Customer Support and Relations
Once you’ve decided to build a startup, and you’ve considered the keys to success outlined above, it’s time to create your SaaS strategy, and decide how your service is going to fit in with connected consumers.
According to Kissmetrics, building a successful strategy often doesn’t involve selling anything at all. Instead, you will be better served by helping customers best achieve their goals.
An easy way to build trust with consumers, while also helping them achieve their goals, is to provide great customer support. Kissmetrics suggests that you do this by offering a detailed FAQ page, as well as reliable phone support for customers.
Next, be sure your onboarding experience is streamlined and easy to follow. After someone signs up for your service, the buck doesn’t just stop. Your goal shouldn’t be to sell the software; it should be to help your customer thrive using the software.

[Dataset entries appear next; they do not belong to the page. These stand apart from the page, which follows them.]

//! Hard-fact propagation across the envelope, every hand, and the ledger.
//!
//! Every certainty is applied through one of the `assign` / `exclude` /
//! `confirm_envelope` / `rule_out_envelope` / `place_face_up` entry points,
//! which update all three structures at once and queue the cards, players and
//! categories whose consistency has to be re-checked. [`ConstraintPropagator::run`]
//! drains that queue until nothing changes.

use super::config::BeliefConfig;
use super::envelope::{EnvelopeEvidence, EnvelopeProbabilityEngine};
use super::ledger::KnownCards;
use super::tracker::PlayerCardTracker;
use crate::error::{ClueError, Conflict};
use crate::model::card::Card;
use crate::model::category::Category;
use crate::model::location::Location;
use crate::model::player::{PlayerId, Roster};
use crate::model::universe::CardUniverse;
use std::collections::VecDeque;
use tracing::debug;

#[derive(Debug, Clone, Copy, PartialEq, Eq)]
enum Pending {
    Card(Card),
    Category(Category),
    Player(PlayerId),
}

/// Counters for one propagation pass.
#[derive(Debug, Clone, Copy, Default, PartialEq, Eq)]
pub struct PropagationStats {
    /// Hard facts that were new when applied.
    pub facts_added: usize,
    /// Queue items examined.
    pub checks: usize,
}

pub struct ConstraintPropagator<'a> {
    universe: &'a CardUniverse,
    roster: &'a Roster,
    envelope: &'a mut EnvelopeProbabilityEngine,
    tracker: &'a mut PlayerCardTracker,
    ledger: &'a mut KnownCards,
    queue: VecDeque<Pending>,
    stats: PropagationStats,
}

impl<'a> ConstraintPropagator<'a> {
    pub fn new(
        universe: &'a CardUniverse,
        roster: &'a Roster,
        envelope: &'a mut EnvelopeProbabilityEngine,
        tracker: &'a mut PlayerCardTracker,
        ledger: &'a mut KnownCards,
    ) -> Self {
        Self {
            universe,
            roster,
            envelope,
            tracker,
            ledger,
            queue: VecDeque::new(),
            stats: PropagationStats::default(),
        }
    }

    /// Queues every card, category and player for a full consistency sweep.
    pub fn enqueue_all(&mut self) {
        for card in self.universe.cards() {
            self.enqueue(Pending::Card(card));
        }
        for category in Category::ALL {
            self.enqueue(Pending::Category(category));
        }
        for player in self.roster.ids() {
            self.enqueue(Pending::Player(player));
        }
    }

    fn enqueue(&mut self, item: Pending) {
        if !self.queue.contains(&item) {
            self.queue.push_back(item);
        }
    }

    /// Proven location of `card`, including facts applied in this pass.
    pub fn location(&self, card: Card) -> Option<Location> {
        self.ledger.location(card)
    }

    fn note_fact(&mut self) {
        self.stats.facts_added += 1;
    }

    /// `player` is proven to hold `card`.
    pub fn assign(&mut self, player: PlayerId, card: Card) -> Result<bool, ClueError> {
        if self.tracker.has(player, card) {
            return Ok(false);
        }
        if let Some(existing) = self.ledger.location(card) {
            return Err(ClueError::violation(Conflict::TwoLocations {
                card,
                first: existing,
                second: Location::Player(player),
            }));
        }
        if self.envelope.is_confirmed(card) {
            return Err(ClueError::violation(Conflict::TwoLocations {
                card,
                first: Location::Envelope,
                second: Location::Player(player),
            }));
        }

        self.tracker.record_shown_card(player, card)?;
        self.ledger.record(card, Location::Player(player))?;
        self.note_fact();
        debug!(
            target: "clue_core::belief",
            card = %self.universe.name(card),
            holder = %self.roster.name(player),
            "card located in hand"
        );

        self.rule_out_envelope(card)?;
        for other in self.roster.ids() {
            if other != player {
                self.exclude(other, card)?;
            }
        }
        self.enqueue(Pending::Player(player));
        self.enqueue(Pending::Card(card));
        Ok(true)
    }

    /// `player` is proven not to hold `card`. The player's share of the card
    /// is handed to the remaining locations.
    pub fn exclude(&mut self, player: PlayerId, card: Card) -> Result<bool, ClueError> {
        if self.tracker.lacks(player, card) {
            return Ok(false);
        }
        if self.tracker.has(player, card) {
            return Err(ClueError::violation(Conflict::HeldAndExcluded { player, card }));
        }

        let envelope = &*self.envelope;
        let hand_mass = self
            .tracker
            .probability(player, card, |other| envelope.probability(other));
        self.tracker.record_lacks(player, card)?;
        self.envelope
            .apply_evidence(&EnvelopeEvidence::HandExclusion { card, hand_mass })?;
        self.note_fact();
        debug!(
            target: "clue_core::belief",
            card = %self.universe.name(card),
            player = %self.roster.name(player),
            hand_mass,
            "card excluded from hand"
        );

        self.enqueue(Pending::Card(card));
        self.enqueue(Pending::Category(card.category));
        self.enqueue(Pending::Player(player));
        Ok(true)
    }

    /// `card` is proven to be the envelope card of its category.
    pub fn confirm_envelope(&mut self, card: Card) -> Result<bool, ClueError> {
        if self.envelope.is_confirmed(card) {
            return Ok(false);
        }
        if let Some(existing) = self.ledger.location(card) {
            return Err(ClueError::violation(Conflict::TwoLocations {
                card,
                first: existing,
                second: Location::Envelope,
            }));
        }
        if let Some(holder) = self.tracker.holder(card) {
            return Err(ClueError::violation(Conflict::TwoLocations {
                card,
                first: Location::Player(holder),
                second: Location::Envelope,
            }));
        }

        self.envelope
            .apply_evidence(&EnvelopeEvidence::InEnvelope(card))?;
        self.ledger.record(card, Location::Envelope)?;
        self.note_fact();
        debug!(
            target: "clue_core::belief",
            card = %self.universe.name(card),
            "card located in envelope"
        );

        for player in self.roster.ids() {
            self.exclude(player, card)?;
        }
        let siblings: Vec<Card> = self.universe.cards_in(card.category).collect();
        for sibling in siblings {
            self.enqueue(Pending::Card(sibling));
        }
        self.enqueue(Pending::Category(card.category));
        Ok(true)
    }

    /// `card` is proven not to be in the envelope.
    pub fn rule_out_envelope(&mut self, card: Card) -> Result<bool, ClueError> {
        if self.envelope.is_ruled_out(card) {
            return Ok(false);
        }
        self.envelope
            .apply_evidence(&EnvelopeEvidence::NotInEnvelope(card))?;
        self.note_fact();
        debug!(
            target: "clue_core::belief",
            card = %self.universe.name(card),
            "card ruled out of envelope"
        );
        self.enqueue(Pending::Card(card));
        self.enqueue(Pending::Category(card.category));
        Ok(true)
    }

    /// `card` lies face up on the table: nobody holds it and it is not sealed.
    pub fn place_face_up(&mut self, card: Card) -> Result<bool, ClueError> {
        if self.tracker.holder(card).is_some() || self.envelope.is_confirmed(card) {
            let first = self
                .tracker
                .holder(card)
                .map(Location::Player)
                .unwrap_or(Location::Envelope);
            return Err(ClueError::violation(Conflict::TwoLocations {
                card,
                first,
                second: Location::FaceUp,
            }));
        }
        if !self.ledger.record(card, Location::FaceUp)? {
            return Ok(false);
        }
        self.note_fact();
        self.rule_out_envelope(card)?;
        for player in self.roster.ids() {
            self.exclude(player, card)?;
        }
        Ok(true)
    }

    /// Soft update for a refutation whose shown card was not observed.
    ///
    /// Leaves the refutation clause for `refuter` behind. Does nothing when the
    /// refuter is already known to hold one of the cards.
    pub fn record_unseen_refutation(
        &mut self,
        refuter: PlayerId,
        cards: [Card; 3],
        config: &BeliefConfig,
    ) -> Result<bool, ClueError> {
        if cards.iter().any(|card| self.tracker.has(refuter, *card)) {
            return Ok(false);
        }
        self.envelope
            .apply_evidence(&EnvelopeEvidence::AmbiguousRefutation {
                cards,
                factor: config.decrease_factor,
            })?;
        self.tracker
            .record_refutation(refuter, cards, config.refuter_weight);
        debug!(
            target: "clue_core::belief",
            refuter = %self.roster.name(refuter),
            factor = config.decrease_factor,
            "unseen refutation applied"
        );
        self.enqueue(Pending::Player(refuter));
        Ok(true)
    }

    /// Drains the queue until a fixed point is reached.
    pub fn run(&mut self) -> Result<PropagationStats, ClueError> {
        while let Some(item) = self.queue.pop_front() {
            self.stats.checks += 1;
            match item {
                Pending::Card(card) => self.settle_card(card)?,
                Pending::Category(category) => self.settle_category(category)?,
                Pending::Player(player) => self.settle_player(player)?,
            }
        }
        Ok(self.stats)
    }

    /// A card with a single location left is placed there.
    fn settle_card(&mut self, card: Card) -> Result<(), ClueError> {
        if self.ledger.contains(card) {
            return Ok(());
        }
        let envelope_open = !self.envelope.is_ruled_out(card);
        let open_players: Vec<PlayerId> = self
            .roster
            .ids()
            .filter(|player| !self.tracker.lacks(*player, card))
            .collect();

        match (envelope_open, open_players.as_slice()) {
            (false, []) => Err(ClueError::violation(Conflict::NoLocation { card })),
            (true, []) => self.confirm_envelope(card).map(|_| ()),
            (false, [player]) => self.assign(*player, card).map(|_| ()),
            _ => Ok(()),
        }
    }

    /// A category with a single envelope candidate left has found its card.
    fn settle_category(&mut self, category: Category) -> Result<(), ClueError> {
        if self.envelope.is_resolved(category) {
            return Ok(());
        }
        match self.envelope.candidates(category).as_slice() {
            [] => Err(ClueError::DegenerateDistribution { category }),
            [only] => self.confirm_envelope(*only).map(|_| ()),
            _ => Ok(()),
        }
    }

    /// Hand-size bookkeeping and refutation clauses for one player.
    fn settle_player(&mut self, player: PlayerId) -> Result<(), ClueError> {
        let hand_size = self.roster.hand_size(player);
        let known = self.tracker.known_has(player).len();
        if known > hand_size {
            return Err(ClueError::violation(Conflict::HandOverflow {
                player,
                hand_size,
                known,
            }));
        }
        let possible = self.tracker.possible_count(player);
        if possible < hand_size {
            return Err(ClueError::violation(Conflict::HandUnderflow {
                player,
                hand_size,
                possible,
            }));
        }

        let open: Vec<Card> = self
            .universe
            .cards()
            .filter(|card| !self.tracker.lacks(player, *card) && !self.tracker.has(player, *card))
            .collect();
        if known == hand_size {
            for card in open {
                self.exclude(player, card)?;
            }
        } else if possible == hand_size {
            for card in open {
                self.assign(player, card)?;
            }
        }

        let clauses: Vec<[Card; 3]> = self.tracker.clauses_for(player).collect();
        for cards in clauses {
            if cards.iter().any(|card| self.tracker.has(player, *card)) {
                continue;
            }
            let candidates: Vec<Card> = cards
                .iter()
                .copied()
                .filter(|card| !self.tracker.lacks(player, *card))
                .collect();
            match candidates.as_slice() {
                [] => {
                    return Err(ClueError::violation(Conflict::UnsatisfiableRefutation {
                        player,
                        cards,
                    }));
                }
                [only] => {
                    self.assign(player, *only)?;
                }
                _ => {}
            }
        }
        Ok(())
    }
}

Offer free content that focuses on education. According to Kissmetics, “Ongoing training is a huge value for users. MailChimp, an email marketing provider, has a large number of free eBooks available to all users…MailChimp knows that making their users smarter and more successful is good for the bottom line.”
Consider expanding your educational content into other areas like a blog, web video, podcast or other shareable media that make learning accessible and fun.

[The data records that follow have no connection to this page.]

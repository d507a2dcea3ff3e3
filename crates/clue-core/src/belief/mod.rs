//! Belief tracking over where every card lies.
//!
//! This module is composed of:
//! - `envelope`: per-category probability that a card is in the case file.
//! - `tracker`: per-player hard facts plus the soft weights for everything else.
//! - `ledger`: the append-only record of proven card locations.
//! - `propagate`: worklist-driven propagation of hard facts across all three.
//! - `metrics`: entropy summaries of the current beliefs.

pub mod config;
mod envelope;
mod ledger;
mod metrics;
mod propagate;
mod tracker;

pub use crate::model::location::Location;
pub use config::{BeliefConfig, TOLERANCE};
pub use envelope::{CategoryDistribution, EnvelopeEvidence, EnvelopeProbabilityEngine};
pub use ledger::KnownCards;
pub use metrics::BeliefMetrics;
pub use propagate::{ConstraintPropagator, PropagationStats};
pub use tracker::{PlayerCardTracker, PlayerHandBelief, RefutationClause};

Digital Marketing for SaaS
Once you’ve established these necessary elements, it’s time to consider your long-term SaaS strategy, which should focus on digital marketing. According to Business2Community, “…ignoring marketing as part of your growth strategy is a deadly mistake, especially if you’re a B2B company and can’t solely rely on public buzz to acquire customers. SaaS companies need marketing.”
SaaS marketing is particularly important because most SaaS startups are more concerned with the product than they are with public perception. However, that’s a fading theory, and one that shouldn’t stop you from utilizing some of these helpful SaaS digital marketing tactics:
1. Data-driven Marketing Intelligence
This tactic is one you likely predicted—it aligns with consumer and technology trends, and assumes the IoT is as robust as many have estimated it will be in the coming years.
Data-driven intelligence involves taking the statistical data we collect from our customers, and using it to build better products and services to help those same customers.
According to Tech Trends, “While companies have been experimenting with personalization to one degree or another for years, today, the abundance of data and sensors can provide a much more complete picture from which companies can personalize their products and services at scale.”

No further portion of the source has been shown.